Sofa Tax Would Be Good for the Children, Says Health Group

Flanked by poster-sized images of Fat Albert and Babe Ruth, the American Mendacity Association (AMA) today launched a new initiative for a federal tax on sofas and lounge chairs.

Following its proposal for a tax on sodas sweetened with corn syrup (the "crack cocaine" of sweeteners), the organization's board vowed to do more to "protect our children from the ravages of relaxation."

A new study sponsored by the AMA finds that 384 percent of all children are obese by age five, and most experts agree that -- just behind plentiful food and the division of labor -- the third most dangerous contributor to this epidemic is comfortable seating. According to the study, whereas 100 years ago there was only one lounge chair or sofa for every three households, thanks to technology and productivity there are now four forms of inexpensive, comfortable seating per house. This, says Harriet Hydra, president of the AMA Division of Pleasure Elimination, creates a deadly atmosphere that "inspires children to sit or lay back, and turn all those extra calories to fat."

"We all pay when people relax," said Hydra, citing "negative externalities" imposed on other citizens. Wellness providers, she said, see higher instances of obesity, diabetes, nail-biting, and insanity in children who sit or recline for longer than three hours a month on comfortable sofas. "The epidemic of obesity places a strain on our public health-care system, and hence on all of us. With a 1-cent-per-second tax on sofa sitting, we could not only change peoples' behavior, we could also generate up to $1.5 billion a year, money that could be used wisely by many of my physician friends who are ready to start up new 'sofa counseling' clinics," Hydra said.

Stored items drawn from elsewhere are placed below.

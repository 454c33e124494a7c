//! Analyzer options and settings, optionally loaded from a TOML file.

mod loader;
mod types;

pub use loader::{ConfigError, CONFIG_ENV_VAR};
pub use types::{AnalyzerSettings, Config, Mode, Options};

Given the respect afforded the AMA and wellness providers in general, such a bill would stand a good chance of passing the U.S. House and Senate. Max Quartlepleen, head of the watchdog group American Scientists Who Are Extremely Concerned, added, "We're extremely concerned. We're here to fight Big Sofa."

Asked by a reporter why the negative externalities of socialized medicine should be forced on free individuals against their wills, thus opening the door to higher costs, price caps on medical services, and more government regulation of private affairs, habits, and living conditions, Quartlepleen replied: "I don't know which lobby group sent you here, whether it was Serta, Sealy, or Stearns and Foster, but buddy, we don't need loudmouths like you at public forums in America. So why don't you just take your sleep-number attitude and get outta here?!"

After the news conference Hydra was asked if she saw any impediments to passage of the AMA proposal. "Well, common sense is a problem," she said. "But we're working on that in association with the National Education Association. We could also stand to curtail the power of free thinkers and those who follow the U.S. Constitution. A lot has been done in those areas, but we're not out of the woods yet."

When asked what the AMA would do if its proposal did not become law, Hydra said that the organization has an alternate plan. "If we can't get a tax to protect our kids and wallets from this deadly scourge, we will work for better regulation of sofas, and health initiatives such as time shockers and spring spikes, to get people on their feet at regular intervals," she said. Many congressmen have openly expressed support for such measures.

As he was led away by authorities, the reporter who had disrupted the conference asked Hydra what she was going to do about things like books, music, films, and conversation, since they all tend to inspire periods of sedentary, fat-building inactivity. "We're working on that," she said.